Items listed in a dataset

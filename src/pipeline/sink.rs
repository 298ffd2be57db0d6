//! Posture event sinks.
//!
//! The consumer loop hands every [`PostureEvent`] to one sink. Sinks are
//! fallible; the loop logs a failed emit and carries on.

use std::io::Write;

use anyhow::{Context, Result};
use tracing::{info, warn};

use crate::types::{PostureEvent, Severity};

/// Destination for consumer-loop output.
pub trait EventSink: Send + 'static {
    fn emit(&mut self, event: &PostureEvent) -> Result<()>;
}

/// Structured log output, one line per event plus severity transitions.
///
/// Starts from `Normal`, the escalation machine's initial state, so the very
/// first dangerous event is reported as a transition.
#[derive(Debug, Default)]
pub struct LogSink {
    last_severity: Severity,
}

impl LogSink {
    pub fn new() -> Self {
        Self::default()
    }

    /// Record `severity`, returning `(from, to)` when it differs from the last one.
    fn transition(&mut self, severity: Severity) -> Option<(Severity, Severity)> {
        let previous = std::mem::replace(&mut self.last_severity, severity);
        (previous != severity).then_some((previous, severity))
    }
}

impl EventSink for LogSink {
    fn emit(&mut self, event: &PostureEvent) -> Result<()> {
        if let Some((_, to)) = self.transition(event.severity) {
            match to {
                Severity::DangerousSustained => warn!(
                    lumbar = event.lumbar_angle,
                    hip = event.hip_angle,
                    "🚨 Dangerous posture sustained, alarm raised"
                ),
                Severity::Dangerous => info!("⚠️  Dangerous posture detected, timer started"),
                Severity::Normal => info!("✓ Posture back to safe"),
            }
        }

        info!(severity = %event.severity, "{}", event);
        Ok(())
    }
}

/// Newline-delimited JSON, one object per event.
pub struct JsonLinesSink<W> {
    writer: W,
}

impl<W: Write + Send + 'static> JsonLinesSink<W> {
    pub fn new(writer: W) -> Self {
        Self { writer }
    }

    pub fn into_inner(self) -> W {
        self.writer
    }
}

impl JsonLinesSink<std::io::Stdout> {
    pub fn stdout() -> Self {
        Self::new(std::io::stdout())
    }
}

impl<W: Write + Send + 'static> EventSink for JsonLinesSink<W> {
    fn emit(&mut self, event: &PostureEvent) -> Result<()> {
        serde_json::to_writer(&mut self.writer, event).context("Failed to serialize posture event")?;
        self.writer
            .write_all(b"\n")
            .and_then(|()| self.writer.flush())
            .context("Failed to write posture event")?;
        Ok(())
    }
}

/// Collects events in memory, mostly for tests and embedding.
#[derive(Debug, Default)]
pub struct VecSink {
    pub events: std::sync::Arc<std::sync::Mutex<Vec<PostureEvent>>>,
}

impl EventSink for VecSink {
    fn emit(&mut self, event: &PostureEvent) -> Result<()> {
        let mut events = self
            .events
            .lock()
            .map_err(|_| anyhow::anyhow!("event buffer lock poisoned"))?;
        events.push(event.clone());
        Ok(())
    }
}
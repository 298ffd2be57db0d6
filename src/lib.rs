//! Posture Monitor: wearable posture telemetry and sustained-risk escalation
//!
//! A background reader parses `NAME: value` telemetry lines from the rig,
//! derives lumbar and hip angles and publishes them to a single-slot cell. A
//! fixed-cadence consumer classifies the latest angles and escalates to
//! `DangerousSustained` after a continuous dangerous run.
//!
//! ## Modules
//!
//! - **acquisition**: line sources, the line parser, angle derivation, the sensor reader
//! - **classifier**: the posture model seam and the logistic artifact
//! - **pipeline**: latest-state cell, escalation machine, sinks, consumer loop
//! - **config**: TOML configuration and default constants

pub mod acquisition;
pub mod classifier;
pub mod config;
pub mod pipeline;
pub mod types;

// Re-export configuration
pub use config::MonitorConfig;

// Re-export commonly used types
pub use types::{
    Classification, DerivedAngles, LatestReading, PostureEvent, PostureLabel, RawChannels,
    Severity,
};

// Re-export pipeline components
pub use acquisition::{run_reader, ReaderError, ReaderStats, SensorReader};
pub use classifier::{ClassifierError, LogisticModel, PostureClassifier};
pub use pipeline::{ConsumerLoop, ConsumerStats, EscalationMachine, EventSink, LatestState};
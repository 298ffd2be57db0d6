//! End-to-end tests: telemetry lines in, posture events out.
//!
//! These wire the public pieces together the way `posture-monitor` does,
//! substituting in-memory sources and sinks for the serial port and stdout.

use std::collections::VecDeque;
use std::io::{Cursor, Write};
use std::sync::{Arc, Mutex};
use std::time::{Duration, Instant};

use tokio_util::sync::CancellationToken;

use posture_monitor::acquisition::{run_reader, BufReadSource, ReaderError, ReplaySource};
use posture_monitor::classifier::{LogisticModel, PostureClassifier};
use posture_monitor::pipeline::{ConsumerLoop, LatestState, VecSink};
use posture_monitor::types::{Classification, PostureEvent, PostureLabel, Severity};

/// Returns queued labels in order, then `Safe` forever.
struct ScriptedClassifier {
    labels: Mutex<VecDeque<PostureLabel>>,
}

impl ScriptedClassifier {
    fn new(labels: &[PostureLabel]) -> Self {
        Self {
            labels: Mutex::new(labels.iter().copied().collect()),
        }
    }
}

impl PostureClassifier for ScriptedClassifier {
    fn classify(&self, _lumbar_angle: f64, _hip_angle: f64) -> Classification {
        let label = self
            .labels
            .lock()
            .unwrap()
            .pop_front()
            .unwrap_or(PostureLabel::Safe);
        Classification { label, confidence: 0.9 }
    }
}

fn default_model() -> Arc<dyn PostureClassifier> {
    Arc::new(LogisticModel::new(0.35, 0.25, -13.5).unwrap())
}

fn consumer_with(
    latest: &Arc<LatestState>,
    classifier: Arc<dyn PostureClassifier>,
) -> (ConsumerLoop, Arc<Mutex<Vec<PostureEvent>>>) {
    let sink = VecSink::default();
    let events = Arc::clone(&sink.events);
    let consumer = ConsumerLoop::new(
        Arc::clone(latest),
        classifier,
        Box::new(sink),
        CancellationToken::new(),
    );
    (consumer, events)
}

// ============================================================================
// Reader → Latest State
// ============================================================================

#[tokio::test]
async fn example_line_publishes_derived_angles() {
    let latest = Arc::new(LatestState::new());
    let input = Cursor::new(b"R:10 MB:20 MM:15 MT:30 L:12\n".to_vec());

    let stats = run_reader(
        move || Ok(BufReadSource::new(input, "example")),
        Arc::clone(&latest),
        Duration::ZERO,
        CancellationToken::new(),
    )
    .await
    .unwrap();

    assert_eq!(stats.readings_published, 1);
    let reading = latest.get();
    assert_eq!(reading.sequence, 1);
    assert!((reading.angles.lumbar_angle - 21.1667).abs() < 1e-3);
    assert!((reading.angles.hip_angle - 17.5).abs() < 1e-9);
    assert!(reading.received_at.is_some());
}

#[tokio::test]
async fn noisy_stream_keeps_last_valid_reading() {
    let latest = Arc::new(LatestState::new());
    let mut bytes = b"\n\xff\xfeboot...\nR: 1 MB: 2 MM: 3 MT: 4 L: 5\n".to_vec();
    bytes.extend_from_slice(b"garbage ###\n\nR: 30 MB: 24 MM: 28 MT: 40 L: 32\nnonsense\n");
    let input = Cursor::new(bytes);

    let stats = run_reader(
        move || Ok(BufReadSource::new(input, "noisy")),
        Arc::clone(&latest),
        Duration::ZERO,
        CancellationToken::new(),
    )
    .await
    .unwrap();

    assert_eq!(stats.readings_published, 2);
    assert_eq!(stats.lines_read, 7);
    let reading = latest.get();
    assert_eq!(reading.sequence, 2);
    assert!((reading.angles.lumbar_angle - 35.0).abs() < 1e-9);
    assert!((reading.angles.hip_angle - 26.0).abs() < 1e-9);
}

#[tokio::test]
async fn replay_file_drives_model_to_sustained_alarm() {
    let dir = tempfile::tempdir().unwrap();
    let path = dir.path().join("session.log");
    let mut file = std::fs::File::create(&path).unwrap();
    writeln!(file, "R: 10 MB: 20 MM: 15 MT: 30 L: 12").unwrap();
    writeln!(file, "R: 30 MB: 24 MM: 28 MT: 40 L: 32").unwrap();
    drop(file);

    let latest = Arc::new(LatestState::new());
    let replay_path = path.clone();
    run_reader(
        move || ReplaySource::open(&replay_path, Duration::ZERO),
        Arc::clone(&latest),
        Duration::ZERO,
        CancellationToken::new(),
    )
    .await
    .unwrap();

    let (mut consumer, events) = consumer_with(&latest, default_model());
    let base = Instant::now();
    assert_eq!(consumer.poll_once(base).severity, Severity::Dangerous);
    assert_eq!(
        consumer.poll_once(base + Duration::from_secs(10)).severity,
        Severity::DangerousSustained
    );

    let events = events.lock().unwrap();
    assert_eq!(events[1].to_string(), "Lumbar=35.00, Hip=26.00 → Dangerous (10s+)");
}

// ============================================================================
// Reader Failure
// ============================================================================

#[tokio::test]
async fn consumer_runs_on_default_reading_when_port_fails() {
    let latest = Arc::new(LatestState::new());

    let result = run_reader::<BufReadSource<Cursor<Vec<u8>>>, _>(
        || {
            Err(ReaderError::Open {
                port: "/dev/does-not-exist".to_string(),
                message: "No such file or directory".to_string(),
            })
        },
        Arc::clone(&latest),
        Duration::from_secs(2),
        CancellationToken::new(),
    )
    .await;
    assert!(matches!(result, Err(ReaderError::Open { .. })));

    let (mut consumer, _events) = consumer_with(&latest, default_model());
    let event = consumer.poll_once(Instant::now());
    assert_eq!(event.lumbar_angle, 0.0);
    assert_eq!(event.hip_angle, 0.0);
    assert_eq!(event.label, PostureLabel::Safe);
    assert_eq!(event.severity, Severity::Normal);
}

// ============================================================================
// Escalation Across Polls
// ============================================================================

#[test]
fn ten_dangerous_polls_escalate_and_one_safe_resets() {
    use PostureLabel::{Dangerous, Safe};

    let mut script = vec![Dangerous; 10];
    script.push(Safe);
    script.push(Dangerous);

    let latest = Arc::new(LatestState::new());
    let (mut consumer, _events) =
        consumer_with(&latest, Arc::new(ScriptedClassifier::new(&script)));
    let base = Instant::now();
    let at = |i: u64| base + Duration::from_secs(i * 10);

    assert_eq!(consumer.poll_once(at(0)).severity, Severity::Dangerous);
    for i in 1..10 {
        assert_eq!(consumer.poll_once(at(i)).severity, Severity::DangerousSustained);
    }

    assert_eq!(consumer.poll_once(at(10)).severity, Severity::Normal);
    // Timer restarts from the next dangerous poll
    assert_eq!(consumer.poll_once(at(11)).severity, Severity::Dangerous);
}

#[test]
fn nine_seconds_of_danger_never_escalates() {
    let latest = Arc::new(LatestState::new());
    let (mut consumer, _events) = consumer_with(
        &latest,
        Arc::new(ScriptedClassifier::new(&[PostureLabel::Dangerous; 91])),
    );
    let base = Instant::now();

    for i in 0..91 {
        let event = consumer.poll_once(base + Duration::from_millis(i * 100));
        assert_eq!(event.severity, Severity::Dangerous, "poll {i}");
    }
}

#[tokio::test(start_paused = true)]
async fn running_loop_raises_alarm_on_schedule() {
    let latest = Arc::new(LatestState::new());
    let cancel = CancellationToken::new();
    let sink = VecSink::default();
    let events = Arc::clone(&sink.events);

    let consumer = ConsumerLoop::new(
        Arc::clone(&latest),
        Arc::new(ScriptedClassifier::new(&[PostureLabel::Dangerous; 200])),
        Box::new(sink),
        cancel.clone(),
    )
    .with_threshold(Duration::from_secs(5));
    let task = tokio::spawn(consumer.run());

    tokio::time::sleep(Duration::from_millis(6_050)).await;
    cancel.cancel();
    let stats = task.await.unwrap();

    assert_eq!(stats.sustained_alarms, 1);
    let events = events.lock().unwrap();
    let first_sustained = events
        .iter()
        .position(|e| e.severity == Severity::DangerousSustained)
        .unwrap();
    // Poll 50 lands exactly on t = 5.0s
    assert_eq!(first_sustained, 50);
}
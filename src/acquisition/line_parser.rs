//! Serial Telemetry Line Parser
//!
//! The rig prints one reading per line as whitespace-separated `NAME: value`
//! tokens, e.g. `R: 12.5 MB: -3 MM:7 MT: 0 L: 5`. Channel order is not fixed,
//! any subset may appear, and firmware debug noise is interleaved freely.
//!
//! Parsing is best-effort: anything that does not look like `identifier:
//! number` is ignored and a line with no matches yields an empty mapping.

use regex::Regex;
use std::collections::HashMap;
use std::sync::OnceLock;

/// `identifier`, colon, optional whitespace, optionally-negative decimal.
const FIELD_PATTERN: &str = r"(\w+):\s*(-?\d+(?:\.\d+)?)";

fn field_regex() -> &'static Regex {
    static FIELD_RE: OnceLock<Regex> = OnceLock::new();
    FIELD_RE.get_or_init(|| {
        // The pattern is a compile-time constant; failure here is a programming error.
        #[allow(clippy::expect_used)]
        Regex::new(FIELD_PATTERN).expect("FIELD_PATTERN is a valid regex")
    })
}

/// Extract every `identifier: number` pair from `line`.
///
/// Keys are unique; when a name repeats the last occurrence wins. Tokens whose
/// number fails to convert are skipped rather than failing the line.
pub fn parse_line(line: &str) -> HashMap<String, f64> {
    let mut fields = HashMap::new();

    for caps in field_regex().captures_iter(line) {
        let (Some(name), Some(value)) = (caps.get(1), caps.get(2)) else {
            continue;
        };
        if let Ok(value) = value.as_str().parse::<f64>() {
            fields.insert(name.as_str().to_string(), value);
        }
    }

    fields
}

- **ASSIGNMENT**: The required answer is each line of the entries containing the string "number".

- **ANSWER FOR THE TASK**:
//! number` is ignored and a line with no matches yields an empty mapping.
/// Extract every `identifier: number` pair from `line`.
/// number fails to convert are skipped rather than failing the line.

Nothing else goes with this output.